— Work instructions —
Copy out exactly the lines from the start of the data to the line containing "pub mod driver;". Include both.

[Collected data]
=== Begin Enclosure ===
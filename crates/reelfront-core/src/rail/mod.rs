//! Auto-scrolling media rail
//!
//! A rail is a horizontal strip of cards that drifts on its own, stops while
//! the user interacts with it and picks up again after a quiet period.
//!
//! - `looped` - doubled content view so the strip can wrap without a seam
//! - `scroll` - container offset and loop arithmetic
//! - `driver` - frame-rate independent autoscroll tick
//! - `pause` - hover/focus/manual-navigation pause state machine
//! - `nav` - next/previous jump geometry
//! - `runner` - async frame loop with explicit shutdown
//!
//! [`Rail`] owns all of it for one mounted instance. Time is always passed in,
//! so the same rail can be driven by the terminal event loop, by the async
//! runner, or by a test stepping through simulated frames.

pub mod driver;
pub mod looped;
pub mod nav;
pub mod pause;
pub mod runner;
pub mod scroll;

use std::sync::Arc;
use std::time::{Duration, Instant};

use tracing::debug;

use crate::anim::{EasingType, Tween};
use crate::config::RailConfig;
use crate::motion::MotionPreference;

pub use driver::{AutoscrollDriver, HoldReason, TickOutcome};
pub use looped::{LoopedSequence, RailItem};
pub use nav::{jump_distance, Direction};
pub use pause::{PauseController, PauseEvent, PauseMode};
pub use runner::RailRunner;
pub use scroll::ScrollState;

/// What a single frame did to the rail
#[derive(Debug, Clone, Copy, PartialEq)]
pub enum FrameOutcome {
    Scrolled(TickOutcome),
    /// A manual jump is being animated
    Navigating { position: f64 },
    Unmounted,
}

/// One mounted rail instance
#[derive(Debug)]
pub struct Rail<T> {
    items: LoopedSequence<T>,
    scroll: Option<ScrollState>,
    pause: PauseController,
    driver: AutoscrollDriver,
    smooth: Option<Tween>,
    nav_fraction: f64,
    nav_duration: Duration,
    nav_easing: EasingType,
    mounted: bool,
}

impl<T> Rail<T> {
    pub fn new(items: Arc<[T]>, config: &RailConfig) -> Self {
        Self {
            items: LoopedSequence::new(items),
            scroll: None,
            pause: PauseController::new(config.resume_delay()),
            driver: AutoscrollDriver::from_config(config),
            smooth: None,
            nav_fraction: config.nav_fraction,
            nav_duration: config.nav_duration(),
            nav_easing: config.nav_easing,
            mounted: true,
        }
    }

    pub fn items(&self) -> &LoopedSequence<T> {
        &self.items
    }

    /// Swap in a new source list; the same list is a no-op
    pub fn set_items(&mut self, items: &Arc<[T]>) -> bool {
        let rebuilt = self.items.refresh(items);
        if rebuilt {
            self.smooth = None;
            if let Some(scroll) = self.scroll.as_mut() {
                scroll.set_position(0.0);
            }
        }
        rebuilt
    }

    pub fn is_mounted(&self) -> bool {
        self.mounted
    }

    /// Report container metrics after layout
    pub fn measure(&mut self, scroll_width: f64, visible_width: f64) {
        if !self.mounted {
            return;
        }
        match self.scroll.as_mut() {
            Some(scroll) => scroll.resize(scroll_width, visible_width),
            None => self.scroll = Some(ScrollState::new(scroll_width, visible_width)),
        }
    }

    /// The container went away (page hidden, widget not laid out)
    pub fn detach(&mut self) {
        self.scroll = None;
        self.smooth = None;
        self.driver.reset();
    }

    pub fn scroll(&self) -> Option<&ScrollState> {
        self.scroll.as_ref()
    }

    pub fn position(&self) -> Option<f64> {
        self.scroll.as_ref().map(ScrollState::position)
    }

    pub fn pause_mode(&self) -> PauseMode {
        self.pause.mode()
    }

    pub fn is_paused(&self) -> bool {
        self.pause.is_paused()
    }

    pub fn pending_timers(&self) -> usize {
        self.pause.pending_timers()
    }

    pub fn is_navigating(&self) -> bool {
        self.smooth.is_some()
    }

    /// Whether the next frames can change anything visible
    pub fn needs_frames(&self, motion: &impl MotionPreference) -> bool {
        if !self.mounted || !self.scroll.is_some_and(|s| s.is_measurable()) {
            return false;
        }
        self.smooth.is_some()
            || self.pause.pending_timers() > 0
            || (!self.pause.is_paused() && !motion.prefers_reduced_motion())
    }

    pub fn pointer_enter(&mut self, now: Instant) -> PauseMode {
        self.interact(PauseEvent::PointerEnter, now)
    }

    pub fn pointer_leave(&mut self, now: Instant) -> PauseMode {
        self.interact(PauseEvent::PointerLeave, now)
    }

    pub fn focus_in(&mut self, now: Instant) -> PauseMode {
        self.interact(PauseEvent::FocusIn, now)
    }

    pub fn focus_out(&mut self, now: Instant) -> PauseMode {
        self.interact(PauseEvent::FocusOut, now)
    }

    fn interact(&mut self, event: PauseEvent, now: Instant) -> PauseMode {
        if !self.mounted {
            return self.pause.mode();
        }
        self.pause.handle(event, now)
    }

    /// Jump roughly one viewport in `direction`, pausing autoscroll
    ///
    /// Returns `false` when there was nothing to scroll.
    pub fn move_rail(
        &mut self,
        direction: Direction,
        now: Instant,
        motion: &impl MotionPreference,
    ) -> bool {
        if !self.mounted {
            return false;
        }
        self.pause.pause_then_resume(now);

        let Some(scroll) = self.scroll.as_mut() else {
            return false;
        };
        if !scroll.is_measurable() {
            return false;
        }
        let distance = jump_distance(direction, scroll.visible_width(), self.nav_fraction);

        // Chain onto a jump that is still in flight
        let (from, base) = match &self.smooth {
            Some(tween) => (tween.sample(now), tween.to()),
            None => (scroll.position(), scroll.position()),
        };
        let target = base + distance;
        debug!(?direction, from, target, "rail jump");

        if motion.prefers_reduced_motion() || self.nav_duration.is_zero() {
            scroll.set_position(target);
            self.smooth = None;
        } else {
            self.smooth = Some(Tween::new(now, from, target, self.nav_duration, self.nav_easing));
        }
        true
    }

    /// Advance the rail by one frame
    pub fn frame(&mut self, now: Instant, motion: &impl MotionPreference) -> FrameOutcome {
        if !self.mounted {
            return FrameOutcome::Unmounted;
        }
        self.pause.poll(now);

        if let Some(tween) = self.smooth.clone() {
            let Some(scroll) = self.scroll.as_mut() else {
                self.smooth = None;
                return FrameOutcome::Scrolled(self.driver.tick(now, None, true, motion));
            };
            scroll.set_position(tween.sample(now));
            if tween.is_done(now) {
                self.smooth = None;
            }
            // Keeps the driver's frame clock current while it is held
            self.driver.tick(now, Some(scroll), true, motion);
            return FrameOutcome::Navigating {
                position: scroll.position(),
            };
        }

        let paused = self.pause.is_paused();
        FrameOutcome::Scrolled(self.driver.tick(now, self.scroll.as_mut(), paused, motion))
    }

    /// Tear down: cancel the pending resume timer and stop frame scheduling
    pub fn unmount(&mut self) {
        if !self.mounted {
            return;
        }
        self.mounted = false;
        self.pause.cancel();
        self.detach();
        debug!("rail unmounted");
    }
}

impl<T> Drop for Rail<T> {
    fn drop(&mut self) {
        self.unmount();
    }
}
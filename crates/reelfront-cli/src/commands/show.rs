use anyhow::Result;
use serde_json::json;

use reelfront_core::content::QuoteLength;
use reelfront_core::{Route, SiteContent};

pub fn run(content: &SiteContent, route: Route, json: bool) -> Result<()> {
    if json {
        let value = match route {
            Route::Home => json!({
                "studio": content.studio,
                "stats": content.stats,
                "testimonials": content.testimonials,
            }),
            Route::About => json!({
                "about": content.studio.about,
                "gallery": content.gallery,
            }),
            Route::Contact => json!({ "contact": content.contact }),
            Route::Games => json!({ "games": content.games }),
        };
        println!("{}", serde_json::to_string_pretty(&value)?);
        return Ok(());
    }

    println!("{} ({})\n", route.title(), route.path());
    match route {
        Route::Home => {
            println!("{}", content.studio.name);
            println!("{}\n", content.studio.tagline);
            for phrase in &content.studio.headline_phrases {
                println!("  > {phrase}");
            }
            println!();
            for stat in &content.stats {
                println!("  {:>10}  {}", stat.value, stat.label);
            }
            println!("\nTestimonials ({}):", content.testimonials.len());
            for t in &content.testimonials {
                let tag = match t.length() {
                    QuoteLength::Long => " [long]",
                    QuoteLength::Short => "",
                };
                println!("  \"{}\"{}", t.quote, tag);
                println!("      - {}", t.attribution);
            }
        }
        Route::About => {
            for paragraph in &content.studio.about {
                println!("{paragraph}\n");
            }
            println!("Gallery ({}):", content.gallery.len());
            for image in &content.gallery {
                let caption = image.caption();
                println!("  {} - {}  [{}]", caption.title, caption.caption, image.src);
            }
        }
        Route::Contact => {
            for channel in &content.contact {
                match &channel.link {
                    Some(link) => println!("  {:<12} {}  <{}>", channel.label, channel.value, link),
                    None => println!("  {:<12} {}", channel.label, channel.value),
                }
            }
        }
        Route::Games => {
            for game in &content.games {
                println!("{} - {}", game.title, game.tagline);
                println!("  {}", game.summary);
                println!(
                    "  {} screenshots, {} clips, {} tracks",
                    game.images.len(),
                    game.clips.len(),
                    game.tracks.len()
                );
                for clip in &game.clips {
                    println!("    clip  {} ({})", clip.title, clip.src);
                }
                for track in &game.tracks {
                    let secs = track.duration_secs.max(0.0) as u64;
                    println!("    track {} {:02}:{:02}", track.title, secs / 60, secs % 60);
                }
                println!();
            }
        }
    }
    println!("{}", content.studio.footer);
    Ok(())
}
=== End Enclosure ===
— Written solution —
filename crates/reelfront-core/src/rail/mod.rs
//! Auto-scrolling media rail
//!
//! A rail is a horizontal strip of cards that drifts on its own, stops while
//! the user interacts with it and picks up again after a quiet period.
//!
//! - `looped` - doubled content view so the strip can wrap without a seam
//! - `scroll` - container offset and loop arithmetic
//! - `driver` - frame-rate independent autoscroll tick
//! - `pause` - hover/focus/manual-navigation pause state machine
//! - `nav` - next/previous jump geometry
//! - `runner` - async frame loop with explicit shutdown
//!
//! [`Rail`] owns all of it for one mounted instance. Time is always passed in,
//! so the same rail can be driven by the terminal event loop, by the async
//! runner, or by a test stepping through simulated frames.

pub mod driver;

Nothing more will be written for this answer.